Entre o sujeito que “deveríamos” amar e aquele que elegemos existe o abismo e o espanto de nunca saber ao certo o que nos une ao outro. Pode ser pura repetição do trauma dos primeiros encontros, pode ser justamente aquilo que nos separa e cura deles. Estamos condenados a buscar a reedição de um prazer do qual quase nada sabemos e que pode ser destrutivo ou libertador. Geralmente uma combinação dos dois.
O amor entre humanos é da ordem da necessidade, o que gera embaraço de saída. Ele vem do fato de que não há nenhuma garantia de que quem nos recebe nesse mundo se apaixone por nós. Que haja alguém que deixe uma considerável cota de libido, espaço, tempo, grana ou sono no altar da parentalidade é imponderável.
O amor que nos constituiu vem com maior ou menor intensidade, com mais ou menos ambivalência —nunca inteiramente sem— e nos marca para sempre. Vamos buscá-lo nas relações que o sucedem de forma repetitiva.

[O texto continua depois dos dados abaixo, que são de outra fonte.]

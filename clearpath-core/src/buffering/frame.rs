//! Typed stereo frame passed from the ring buffer to the analysis stages.

/// One analysis window of synchronized left/right PCM samples.
///
/// Built on the pipeline thread and dropped after a single pass through
/// [`FrameProcessor`](crate::engine::processor::FrameProcessor).
#[derive(Debug, Clone)]
pub struct AudioFrame {
    /// Left channel f32 samples in [-1.0, 1.0].
    pub left: Vec<f32>,
    /// Right channel f32 samples in [-1.0, 1.0].
    pub right: Vec<f32>,
    /// Position of the first sample on the stream's sample clock (ms).
    pub timestamp_ms: u64,
}

impl AudioFrame {
    pub fn new(left: Vec<f32>, right: Vec<f32>, timestamp_ms: u64) -> Self {
        Self {
            left,
            right,
            timestamp_ms,
        }
    }

    /// Split interleaved `[L, R, L, R, ..]` samples into a frame.
    ///
    /// A trailing unpaired sample is ignored.
    pub fn from_interleaved(samples: &[f32], timestamp_ms: u64) -> Self {
        let pairs = samples.len() / 2;
        let mut left = Vec::with_capacity(pairs);
        let mut right = Vec::with_capacity(pairs);
        for pair in samples.chunks_exact(2) {
            left.push(pair[0]);
            right.push(pair[1]);
        }
        Self::new(left, right, timestamp_ms)
    }

    /// Number of sample pairs (the shorter channel wins).
    pub fn len(&self) -> usize {
        self.left.len().min(self.right.len())
    }

    pub fn is_empty(&self) -> bool {
        self.len() == 0
    }

    /// Duration of this frame in milliseconds at `sample_rate`.
    pub fn duration_ms(&self, sample_rate: u32) -> f64 {
        self.len() as f64 * 1000.0 / sample_rate as f64
    }
}
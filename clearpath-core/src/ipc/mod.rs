//! Owned payloads handed to subscribers and sinks.
//!
//! All types derive `serde::Serialize` + `serde::Deserialize` so they can be
//! forwarded verbatim over any JSON transport.

pub mod events;
//! Input device enumeration.
//!
//! Direction estimation needs two independent channels, so devices that
//! report stereo input are ranked above mono ones.

use serde::{Deserialize, Serialize};

/// Metadata about an audio input device.
#[derive(Debug, Clone, PartialEq, Eq, Serialize, Deserialize)]
#[serde(rename_all = "camelCase")]
pub struct DeviceInfo {
    /// Human-readable device name reported by the OS.
    pub name: String,
    /// Whether this is the system default input device.
    pub is_default: bool,
    /// Channel count of the device's default input config (0 if unknown).
    pub channels: u16,
    /// Heuristic flag for devices that capture system output, not the room.
    pub is_loopback_like: bool,
    /// Best candidate for spatial capture.
    pub is_recommended: bool,
}

impl DeviceInfo {
    pub fn is_stereo(&self) -> bool {
        self.channels >= 2
    }
}

const LOOPBACK_KEYWORDS: &[&str] = &[
    "stereo mix",
    "wave out",
    "what u hear",
    "what you hear",
    "loopback",
    "virtual output",
    "monitor of",
    "speakers (",
    "headphones (",
];

const SPATIAL_KEYWORDS: &[&str] = &[
    "array",
    "binaural",
    "stereo mic",
    "headset",
    "line in",
    "usb",
    "ambisonic",
];

/// Best-effort heuristic for loopback/system-output capture devices.
pub fn is_loopback_like_name(name: &str) -> bool {
    let lowered = name.trim().to_ascii_lowercase();
    LOOPBACK_KEYWORDS.iter().any(|k| lowered.contains(k))
}

/// Score a device for spatial capture. Higher is better.
pub fn spatial_preference_score(name: &str, channels: u16) -> i32 {
    let lowered = name.trim().to_ascii_lowercase();
    let mut score = if is_loopback_like_name(&lowered) { -16 } else { 8 };
    if channels >= 2 {
        score += 10;
    }
    if SPATIAL_KEYWORDS.iter().any(|k| lowered.contains(k)) {
        score += 4;
    }
    score
}

/// Mark the best entry as recommended and sort best-first.
pub fn rank_devices(mut list: Vec<DeviceInfo>) -> Vec<DeviceInfo> {
    if let Some((idx, _)) = list.iter().enumerate().max_by_key(|(_, d)| {
        spatial_preference_score(&d.name, d.channels) + if d.is_default { 2 } else { 0 }
    }) {
        if let Some(best) = list.get_mut(idx) {
            best.is_recommended = true;
        }
    }

    list.sort_by_key(|d| {
        (
            !d.is_recommended,
            !d.is_stereo(),
            d.is_loopback_like,
            !d.is_default,
            d.name.to_ascii_lowercase(),
        )
    });
    list
}

/// List all available audio input devices on the system.
///
/// Returns an empty `Vec` if cpal is not available or no devices exist.
#[cfg(feature = "audio-cpal")]
pub fn list_input_devices() -> Vec<DeviceInfo> {
    use cpal::traits::{DeviceTrait, HostTrait};

    let host = cpal::default_host();
    let default_name = host.default_input_device().and_then(|d| d.name().ok());

    match host.input_devices() {
        Ok(devices) => {
            let list = devices
                .enumerate()
                .map(|(idx, device)| {
                    let name = device
                        .name()
                        .unwrap_or_else(|_| format!("Input Device {}", idx + 1));
                    let channels = device
                        .default_input_config()
                        .map(|c| c.channels())
                        .unwrap_or(0);
                    DeviceInfo {
                        is_default: default_name.as_deref() == Some(name.as_str()),
                        is_loopback_like: is_loopback_like_name(&name),
                        is_recommended: false,
                        channels,
                        name,
                    }
                })
                .collect::<Vec<_>>();
            rank_devices(list)
        }
        Err(e) => {
            tracing::warn!("failed to enumerate input devices: {e}");
            let Some(default) = host.default_input_device() else {
                return vec![];
            };
            let name = default
                .name()
                .unwrap_or_else(|_| "Default Input Device".to_string());
            let channels = default
                .default_input_config()
                .map(|c| c.channels())
                .unwrap_or(0);
            let is_loopback_like = is_loopback_like_name(&name);
            vec![DeviceInfo {
                name,
                is_default: true,
                channels,
                is_loopback_like,
                is_recommended: !is_loopback_like,
            }]
        }
    }
}

#[cfg(not(feature = "audio-cpal"))]
pub fn list_input_devices() -> Vec<DeviceInfo> {
    vec![]
}

#[cfg(test)]
mod tests {
    use super::*;

    fn device(name: &str, channels: u16, is_default: bool) -> DeviceInfo {
        DeviceInfo {
            name: name.into(),
            is_default,
            channels,
            is_loopback_like: is_loopback_like_name(name),
            is_recommended: false,
        }
    }

    #[test]
    fn detects_common_loopback_names() {
        assert!(is_loopback_like_name("Stereo Mix (Realtek Audio)"));
        assert!(is_loopback_like_name("Monitor of Built-in Audio"));
        assert!(!is_loopback_like_name("Microphone Array (Realtek)"));
    }

    #[test]
    fn stereo_outranks_mono() {
        assert!(spatial_preference_score("Built-in Mic", 2) > spatial_preference_score("Built-in Mic", 1));
        assert!(spatial_preference_score("Stereo Mix", 2) < spatial_preference_score("Webcam", 1));
    }

    #[test]
    fn stereo_device_recommended_over_mono_default() {
        let ranked = rank_devices(vec![
            device("Built-in Microphone", 1, true),
            device("USB Binaural Headset", 2, false),
            device("Stereo Mix (Realtek Audio)", 2, false),
        ]);
        assert_eq!(ranked[0].name, "USB Binaural Headset");
        assert!(ranked[0].is_recommended);
        assert_eq!(ranked.iter().filter(|d| d.is_recommended).count(), 1);
        assert_eq!(ranked.last().map(|d| d.name.as_str()), Some("Built-in Microphone"));
    }

    #[test]
    fn empty_list_stays_empty() {
        assert!(rank_devices(vec![]).is_empty());
    }
}
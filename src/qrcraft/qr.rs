//! Adapters over the QR collaborator crates.
//!
//! Encoding and decoding are owned entirely by `qrcode` and `rqrr`; this
//! module only translates between their types and ours. Rendering is pure
//! computation; [`render_to_file`] adds the single PNG write.

use std::path::Path;

use image::Rgb;
use qrcode::{EcLevel, QrCode};

use crate::error::{QrCraftError, Result};
use crate::model::QrStyle;

/// Raster rendering options. The style supplies the color pair; width is
/// the minimum edge length in pixels.
#[derive(Debug, Clone, Copy)]
pub struct RenderOptions {
    pub width: u32,
    pub quiet_zone: bool,
    pub style: QrStyle,
    pub ec_level: EcLevel,
}

impl RenderOptions {
    /// Edge length used for on-screen previews.
    pub const PREVIEW_WIDTH: u32 = 300;

    pub fn new(style: QrStyle) -> Self {
        Self {
            width: Self::PREVIEW_WIDTH,
            quiet_zone: true,
            style,
            ec_level: EcLevel::M,
        }
    }

    pub fn with_width(mut self, width: u32) -> Self {
        self.width = width;
        self
    }
}

/// Render `content` to an RGB raster in the style's colors.
pub fn render(content: &str, options: &RenderOptions) -> Result<image::RgbImage> {
    let code = QrCode::with_error_correction_level(content, options.ec_level)
        .map_err(QrCraftError::Encode)?;
    let (dark, light) = options.style.palette();
    let img = code
        .render::<Rgb<u8>>()
        .quiet_zone(options.quiet_zone)
        .min_dimensions(options.width, options.width)
        .dark_color(Rgb(dark))
        .light_color(Rgb(light))
        .build();
    Ok(img)
}

/// Render `content` and write it as a PNG at `path`.
pub fn render_to_file(content: &str, options: &RenderOptions, path: &Path) -> Result<()> {
    let img = render(content, options)?;
    img.save(path).map_err(QrCraftError::Image)?;
    Ok(())
}

/// Decode the first QR code found in the image at `path`.
///
/// An image without a recognizable code yields [`QrCraftError::NoCodeFound`];
/// the caller reports it once, there is no retry.
pub fn decode(path: &Path) -> Result<String> {
    let img = image::open(path).map_err(QrCraftError::Image)?.to_luma8();
    let (width, height) = (img.width() as usize, img.height() as usize);
    let mut prepared = rqrr::PreparedImage::prepare_from_greyscale(width, height, |x, y| {
        img.get_pixel(x as u32, y as u32).0[0]
    });
    let grids = prepared.detect_grids();
    let grid = grids.first().ok_or(QrCraftError::NoCodeFound)?;
    let (_meta, content) = grid.decode().map_err(|_| QrCraftError::NoCodeFound)?;
    Ok(content)
}
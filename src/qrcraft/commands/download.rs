use std::path::PathBuf;

use crate::commands::helpers::{resolve_selectors, CodeSelector};
use crate::commands::{CmdMessage, CmdResult};
use crate::config::QrCraftConfig;
use crate::error::{QrCraftError, Result};
use crate::qr::{self, RenderOptions};
use crate::store::{QrStore, StorageBackend};

pub fn run<B: StorageBackend>(
    store: &mut QrStore<B>,
    config: &QrCraftConfig,
    selector: &CodeSelector,
    out_dir: Option<PathBuf>,
) -> Result<CmdResult> {
    let (_, id) = resolve_selectors(store, std::slice::from_ref(selector))?
        .pop()
        .ok_or_else(|| QrCraftError::Api("Nothing to download".to_string()))?;
    let record = store
        .code(&id)
        .cloned()
        .ok_or(QrCraftError::CodeNotFound(id))?;

    let dir = out_dir.unwrap_or_else(|| PathBuf::from("."));
    let path = dir.join(format!("{}.png", filename_for(&record.name)));

    // Write first; the counter only moves for a download that happened.
    let options = RenderOptions::new(record.style).with_width(config.download_width);
    qr::render_to_file(&record.content, &options, &path)?;
    store.increment_download(&id);

    let mut result = CmdResult::default();
    result.add_message(CmdMessage::success(format!(
        "Downloaded {} to {}",
        record.name,
        path.display()
    )));
    if let Some(updated) = store.code(&id) {
        result.affected_codes.push(updated.clone());
    }
    result.output_paths.push(path);
    Ok(result)
}

fn filename_for(name: &str) -> String {
    let cleaned: String = name
        .chars()
        .map(|c| match c {
            '/' | '\\' | ':' => '-',
            _ => c,
        })
        .collect();
    if cleaned.trim().is_empty() {
        "qr-code".to_string()
    } else {
        cleaned
    }
}

#[cfg(test)]
mod tests {
    use super::*;
    use crate::model::{CodeDraft, ContentKind, QrStyle};
    use crate::store::memory::InMemoryStore;
    use tempfile::TempDir;

    fn seeded_store() -> QrStore<InMemoryStore> {
        let mut store = QrStore::open(InMemoryStore::new());
        store.add_code(CodeDraft::new(
            "Site".into(),
            "https://example.com".into(),
            ContentKind::Url,
            QrStyle::Elegant,
        ));
        store
    }

    #[test]
    fn writes_a_png_and_increments_the_counter() {
        let dir = TempDir::new().unwrap();
        let mut store = seeded_store();
        let config = QrCraftConfig::default();

        let result = run(
            &mut store,
            &config,
            &CodeSelector::Index(1),
            Some(dir.path().to_path_buf()),
        )
        .unwrap();

        let expected = dir.path().join("Site.png");
        assert!(expected.exists());
        assert_eq!(result.affected_codes[0].download_count, 1);
        assert_eq!(store.codes()[0].download_count, 1);
    }

    #[test]
    fn counter_is_untouched_when_the_write_fails() {
        let mut store = seeded_store();
        let config = QrCraftConfig::default();

        let result = run(
            &mut store,
            &config,
            &CodeSelector::Index(1),
            Some(PathBuf::from("/nonexistent/dir")),
        );

        assert!(result.is_err());
        assert_eq!(store.codes()[0].download_count, 0);
    }

    #[test]
    fn filenames_are_sanitized() {
        assert_eq!(filename_for("a/b:c"), "a-b-c");
        assert_eq!(filename_for("  "), "qr-code");
        assert_eq!(filename_for("plain"), "plain");
    }
}
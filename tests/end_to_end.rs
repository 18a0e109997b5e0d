use std::fs;

use qrcraft::api::{ListFilter, QrCraftApi, QrCraftPaths};
use qrcraft::config::QrCraftConfig;
use qrcraft::model::ContentKind;
use qrcraft::store::fs::FileStore;
use tempfile::TempDir;

fn setup() -> (TempDir, QrCraftApi<FileStore>) {
    let dir = TempDir::new().unwrap();
    let data_dir = dir.path().join("data");
    let api = QrCraftApi::new(
        FileStore::new(data_dir.clone()),
        QrCraftConfig::default(),
        QrCraftPaths { data_dir },
    );
    (dir, api)
}

#[test]
fn test_create_download_delete_lifecycle() {
    let (dir, mut api) = setup();
    let out_dir = dir.path().join("out");
    fs::create_dir_all(&out_dir).unwrap();

    // create
    let result = api
        .create_code(
            "Test".to_string(),
            "https://example.com".to_string(),
            ContentKind::Url,
            None,
            None,
        )
        .unwrap();
    assert_eq!(result.affected_codes[0].download_count, 0);

    let listed = api.list_codes(&ListFilter::default()).unwrap();
    assert_eq!(listed.listed_codes.len(), 1);

    // download
    api.download_code("1", Some(out_dir.clone())).unwrap();
    assert!(out_dir.join("Test.png").exists());

    let listed = api.list_codes(&ListFilter::default()).unwrap();
    assert_eq!(listed.listed_codes[0].code.download_count, 1);

    // delete
    api.delete_codes(&["1"]).unwrap();
    let listed = api.list_codes(&ListFilter::default()).unwrap();
    assert!(listed.listed_codes.is_empty());

    // the persisted collection reflects the empty store
    let raw = fs::read_to_string(dir.path().join("data").join("codes.json")).unwrap();
    let parsed: Vec<serde_json::Value> = serde_json::from_str(&raw).unwrap();
    assert!(parsed.is_empty());
}

#[test]
fn test_generated_code_scans_back() {
    let (dir, mut api) = setup();
    let preview = dir.path().join("preview.png");

    api.create_code(
        "Mail".to_string(),
        "someone@example.com".to_string(),
        ContentKind::Email,
        None,
        Some(preview.clone()),
    )
    .unwrap();

    let result = api.scan_image(&preview).unwrap();
    assert_eq!(result.listed_scans[0].content, "mailto:someone@example.com");
    assert_eq!(result.listed_scans[0].kind, ContentKind::Email);

    let scans = api.list_scans().unwrap();
    assert_eq!(scans.listed_scans.len(), 1);
}

#[test]
fn test_stats_reflect_activity() {
    let (_dir, mut api) = setup();

    for name in ["A", "B"] {
        api.create_code(
            name.to_string(),
            "https://example.com".to_string(),
            ContentKind::Url,
            None,
            None,
        )
        .unwrap();
    }

    let result = api.stats().unwrap();
    let report = result.stats.unwrap();
    assert_eq!(report.total_codes, 2);
    assert_eq!(report.total_downloads, 0);
    assert_eq!(report.most_used_kind, Some(ContentKind::Url));
    assert_eq!(report.last_week.len(), 7);
    // both were created today
    assert_eq!(report.last_week[6].created, 2);
}
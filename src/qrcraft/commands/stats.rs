use std::collections::HashMap;

use chrono::{Datelike, Days, NaiveDate, Utc};

use crate::commands::CmdResult;
use crate::error::Result;
use crate::model::{ContentKind, QrRecord, ScanRecord};
use crate::store::{QrStore, StorageBackend};

#[derive(Debug, Clone, PartialEq, Eq)]
pub struct KindCount {
    pub kind: ContentKind,
    pub count: usize,
}

#[derive(Debug, Clone, PartialEq, Eq)]
pub struct MonthlyCount {
    /// Calendar month as "YYYY-MM"
    pub month: String,
    pub count: usize,
}

#[derive(Debug, Clone, PartialEq, Eq)]
pub struct DailyActivity {
    pub date: NaiveDate,
    pub created: usize,
    pub scanned: usize,
}

/// The data series behind the statistics view: totals, kind distribution,
/// per-month creation counts and the last week of activity.
#[derive(Debug, Clone, Default)]
pub struct StatsReport {
    pub total_codes: usize,
    pub total_downloads: u64,
    pub total_scans: usize,
    pub most_used_kind: Option<ContentKind>,
    pub kind_distribution: Vec<KindCount>,
    pub monthly: Vec<MonthlyCount>,
    pub last_week: Vec<DailyActivity>,
}

pub fn run<B: StorageBackend>(store: &QrStore<B>) -> Result<CmdResult> {
    let report = build_report(store.codes(), store.scans(), Utc::now().date_naive());
    Ok(CmdResult::default().with_stats(report))
}

fn build_report(codes: &[QrRecord], scans: &[ScanRecord], today: NaiveDate) -> StatsReport {
    let mut by_kind: HashMap<ContentKind, usize> = HashMap::new();
    for code in codes {
        *by_kind.entry(code.kind).or_default() += 1;
    }
    let kind_distribution: Vec<KindCount> = ContentKind::ALL
        .iter()
        .filter_map(|kind| {
            by_kind.get(kind).map(|&count| KindCount { kind: *kind, count })
        })
        .collect();
    let most_used_kind = kind_distribution
        .iter()
        .max_by_key(|kc| kc.count)
        .map(|kc| kc.kind);

    let mut by_month: HashMap<String, usize> = HashMap::new();
    for code in codes {
        let month = format!(
            "{:04}-{:02}",
            code.created_at.year(),
            code.created_at.month()
        );
        *by_month.entry(month).or_default() += 1;
    }
    let mut monthly: Vec<MonthlyCount> = by_month
        .into_iter()
        .map(|(month, count)| MonthlyCount { month, count })
        .collect();
    monthly.sort_by(|a, b| a.month.cmp(&b.month));

    let last_week = (0..7)
        .rev()
        .map(|i| {
            let date = today - Days::new(i);
            DailyActivity {
                date,
                created: codes
                    .iter()
                    .filter(|c| c.created_at.date_naive() == date)
                    .count(),
                scanned: scans
                    .iter()
                    .filter(|s| s.scanned_at.date_naive() == date)
                    .count(),
            }
        })
        .collect();

    StatsReport {
        total_codes: codes.len(),
        total_downloads: codes.iter().map(|c| u64::from(c.download_count)).sum(),
        total_scans: scans.len(),
        most_used_kind,
        kind_distribution,
        monthly,
        last_week,
    }
}

#[cfg(test)]
mod tests {
    use super::*;
    use crate::model::{CodeDraft, QrStyle};
    use chrono::TimeZone;

    fn code_at(name: &str, kind: ContentKind, year: i32, month: u32, day: u32) -> QrRecord {
        let mut record = QrRecord::new(CodeDraft::new(
            name.to_string(),
            "payload".to_string(),
            kind,
            QrStyle::Classic,
        ));
        record.created_at = Utc
            .with_ymd_and_hms(year, month, day, 12, 0, 0)
            .single()
            .unwrap();
        record
    }

    #[test]
    fn empty_collections_yield_an_empty_report() {
        let report = build_report(&[], &[], NaiveDate::from_ymd_opt(2026, 8, 7).unwrap());
        assert_eq!(report.total_codes, 0);
        assert_eq!(report.most_used_kind, None);
        assert!(report.kind_distribution.is_empty());
        assert!(report.monthly.is_empty());
        assert_eq!(report.last_week.len(), 7);
    }

    #[test]
    fn totals_and_distribution_add_up() {
        let mut a = code_at("A", ContentKind::Url, 2026, 7, 1);
        a.download_count = 3;
        let b = code_at("B", ContentKind::Url, 2026, 7, 15);
        let c = code_at("C", ContentKind::Text, 2026, 8, 2);

        let report = build_report(
            &[a, b, c],
            &[],
            NaiveDate::from_ymd_opt(2026, 8, 7).unwrap(),
        );

        assert_eq!(report.total_codes, 3);
        assert_eq!(report.total_downloads, 3);
        assert_eq!(report.most_used_kind, Some(ContentKind::Url));
        assert_eq!(
            report.kind_distribution,
            vec![
                KindCount {
                    kind: ContentKind::Url,
                    count: 2
                },
                KindCount {
                    kind: ContentKind::Text,
                    count: 1
                },
            ]
        );
        assert_eq!(
            report.monthly,
            vec![
                MonthlyCount {
                    month: "2026-07".into(),
                    count: 2
                },
                MonthlyCount {
                    month: "2026-08".into(),
                    count: 1
                },
            ]
        );
    }

    #[test]
    fn last_week_buckets_by_day() {
        let today = NaiveDate::from_ymd_opt(2026, 8, 7).unwrap();
        let codes = [
            code_at("Today", ContentKind::Url, 2026, 8, 7),
            code_at("Midweek", ContentKind::Url, 2026, 8, 4),
            code_at("TooOld", ContentKind::Url, 2026, 7, 20),
        ];
        let mut scan = ScanRecord::new("hello".into(), ContentKind::Text);
        scan.scanned_at = Utc.with_ymd_and_hms(2026, 8, 4, 9, 0, 0).single().unwrap();

        let report = build_report(&codes, &[scan], today);

        assert_eq!(report.last_week.len(), 7);
        assert_eq!(report.last_week[6].date, today);
        assert_eq!(report.last_week[6].created, 1);
        let midweek = report
            .last_week
            .iter()
            .find(|d| d.date == NaiveDate::from_ymd_opt(2026, 8, 4).unwrap())
            .unwrap();
        assert_eq!(midweek.created, 1);
        assert_eq!(midweek.scanned, 1);
    }
}
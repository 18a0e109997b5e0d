use std::path::PathBuf;

use crate::config::QrCraftConfig;
use crate::model::{QrRecord, ScanRecord};

pub mod config;
pub mod create;
pub mod delete;
pub mod download;
pub mod helpers;
pub mod list;
pub mod scan;
pub mod stats;

#[derive(Debug, Clone)]
pub struct QrCraftPaths {
    pub data_dir: PathBuf,
}

#[derive(Debug, Clone)]
pub enum MessageLevel {
    Info,
    Success,
    Warning,
    Error,
}

#[derive(Debug, Clone)]
pub struct CmdMessage {
    pub level: MessageLevel,
    pub content: String,
}

impl CmdMessage {
    pub fn info(content: impl Into<String>) -> Self {
        Self {
            level: MessageLevel::Info,
            content: content.into(),
        }
    }

    pub fn success(content: impl Into<String>) -> Self {
        Self {
            level: MessageLevel::Success,
            content: content.into(),
        }
    }

    pub fn warning(content: impl Into<String>) -> Self {
        Self {
            level: MessageLevel::Warning,
            content: content.into(),
        }
    }

    pub fn error(content: impl Into<String>) -> Self {
        Self {
            level: MessageLevel::Error,
            content: content.into(),
        }
    }
}

/// A created code paired with its position in the canonical (newest-first)
/// listing. Indexes are what selectors resolve against.
#[derive(Debug, Clone)]
pub struct DisplayCode {
    pub index: usize,
    pub code: QrRecord,
}

#[derive(Debug, Default)]
pub struct CmdResult {
    pub affected_codes: Vec<QrRecord>,
    pub listed_codes: Vec<DisplayCode>,
    pub listed_scans: Vec<ScanRecord>,
    pub output_paths: Vec<PathBuf>,
    pub stats: Option<stats::StatsReport>,
    pub config: Option<QrCraftConfig>,
    pub messages: Vec<CmdMessage>,
}

impl CmdResult {
    pub fn add_message(&mut self, message: CmdMessage) {
        self.messages.push(message);
    }

    pub fn with_listed_codes(mut self, codes: Vec<DisplayCode>) -> Self {
        self.listed_codes = codes;
        self
    }

    pub fn with_listed_scans(mut self, scans: Vec<ScanRecord>) -> Self {
        self.listed_scans = scans;
        self
    }

    pub fn with_stats(mut self, stats: stats::StatsReport) -> Self {
        self.stats = Some(stats);
        self
    }

    pub fn with_config(mut self, config: QrCraftConfig) -> Self {
        self.config = Some(config);
        self
    }
}
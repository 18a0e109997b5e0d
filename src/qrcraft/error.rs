use thiserror::Error;
use uuid::Uuid;

#[derive(Error, Debug)]
pub enum QrCraftError {
    #[error("Code not found: {0}")]
    CodeNotFound(Uuid),

    #[error("IO error: {0}")]
    Io(#[from] std::io::Error),

    #[error("Serialization error: {0}")]
    Serialization(#[from] serde_json::Error),

    #[error("QR encoding error: {0:?}")]
    Encode(qrcode::types::QrError),

    #[error("Image error: {0}")]
    Image(#[from] image::ImageError),

    #[error("No QR code found in image")]
    NoCodeFound,

    #[error("Api Error: {0}")]
    Api(String),
}

pub type Result<T> = std::result::Result<T, QrCraftError>;
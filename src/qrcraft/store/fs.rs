use std::fs;
use std::path::{Path, PathBuf};

use serde::de::DeserializeOwned;
use serde::Serialize;

use super::StorageBackend;
use crate::error::{QrCraftError, Result};
use crate::model::{QrRecord, ScanRecord};

const CODES_FILE: &str = "codes.json";
const SCANS_FILE: &str = "scans.json";

/// File-based backend. Each collection is one JSON array on disk;
/// timestamps travel as ISO-8601 text.
pub struct FileStore {
    root: PathBuf,
}

impl FileStore {
    pub fn new(root: PathBuf) -> Self {
        Self { root }
    }

    pub fn root(&self) -> &Path {
        &self.root
    }

    fn ensure_dir(&self) -> Result<()> {
        if !self.root.exists() {
            fs::create_dir_all(&self.root).map_err(QrCraftError::Io)?;
        }
        Ok(())
    }

    fn read_collection<T: DeserializeOwned>(&self, file: &str) -> Result<Vec<T>> {
        let path = self.root.join(file);
        if !path.exists() {
            return Ok(Vec::new());
        }
        let content = fs::read_to_string(path).map_err(QrCraftError::Io)?;
        serde_json::from_str(&content).map_err(QrCraftError::Serialization)
    }

    fn write_collection<T: Serialize>(&self, file: &str, items: &[T]) -> Result<()> {
        self.ensure_dir()?;
        let content = serde_json::to_string_pretty(items).map_err(QrCraftError::Serialization)?;
        fs::write(self.root.join(file), content).map_err(QrCraftError::Io)?;
        Ok(())
    }
}

impl StorageBackend for FileStore {
    fn save_codes(&mut self, codes: &[QrRecord]) -> Result<()> {
        self.write_collection(CODES_FILE, codes)
    }

    fn load_codes(&self) -> Result<Vec<QrRecord>> {
        self.read_collection(CODES_FILE)
    }

    fn save_scans(&mut self, scans: &[ScanRecord]) -> Result<()> {
        self.write_collection(SCANS_FILE, scans)
    }

    fn load_scans(&self) -> Result<Vec<ScanRecord>> {
        self.read_collection(SCANS_FILE)
    }
}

Parte das marcas iniciais é inconsciente e deixa um ponto cego libidinal, que vai se apresentar nas escolhas amorosas incompreensíveis que fazemos ao longo da vida.
Outro embaraço se apresenta da dissociação entre amor e desejo. Ao contrário da cartilha rezada pela família burguesa, amor e desejo podem até se unir, mas não por ordem da vontade consciente. São os caminhos insondáveis que provam que somos regidos por forças que nos dominam, não o contrário. Nos resta decidir o que fazer com essas forças e nos responsabilizarmos pelas consequências dessa decisão.
É o que vemos de forma didática na série “DTF St. Louis” (HBO, 2026), de Steven Conrad. A crise de meia-idade dos personagens escancara a finitude, que deve ser respondida com Eros ou com o abraço da morte. O desejo e o amor estão do lado de Eros. O desejo não busca apenas satisfação, mas que permaneçamos no mundo dos vivos. Desejar é o que importa, o que se deseja é contingente e fugaz.
O colapso do personagem encarnado por Jason Bateman é um ponto altíssimo da série e um momento recorrente na clínica. Forrest reconhece que conquistou tudo que acreditava desejar: casa, família, filhos, trabalho, mas não para de pensar que pode morrer sem saber como é transar na água. Pode ser ruim, diga-se de passagem, mas ele quer tirar suas próprias conclusões de uma experiência que formulou como um desejo. O amor está alhures, na amizade sem desejo, com Floyd.
A obra acerta ao trazer a questão da masculinidade para o centro, sem deixar de criar uma personagem feminina inesquecível. Carol realiza sua fantasia: fazer-se de objeto para Forrest, o que não significa responder à demanda masculina, mas ao seu próprio desejo. Ela não ama Forrest, amor é outro departamento.
Para bagunçar ainda mais o coreto de amores e desejos, voltou em cartaz “A Casa dos Budas Ditosos“, de João Ubaldo Ribeiro, com esse patrimônio artístico que é Fernanda Torres. Ali, desejo e gozo (a versão do prazer que conjuga sofrimento) levam o público ao delírio. O amor, quando aparece, é incestuoso, diga-se de passagem, bem ao gosto de Nelson Rodrigues. Ali também Tanatos deixa sua marca, claro, anunciada pela personagem e que a leva a dobrar a aposta em Eros.
Entre o amor, o desejo e o gozo, encontramos as forças para resistir à apatia mortífera que nos cerca.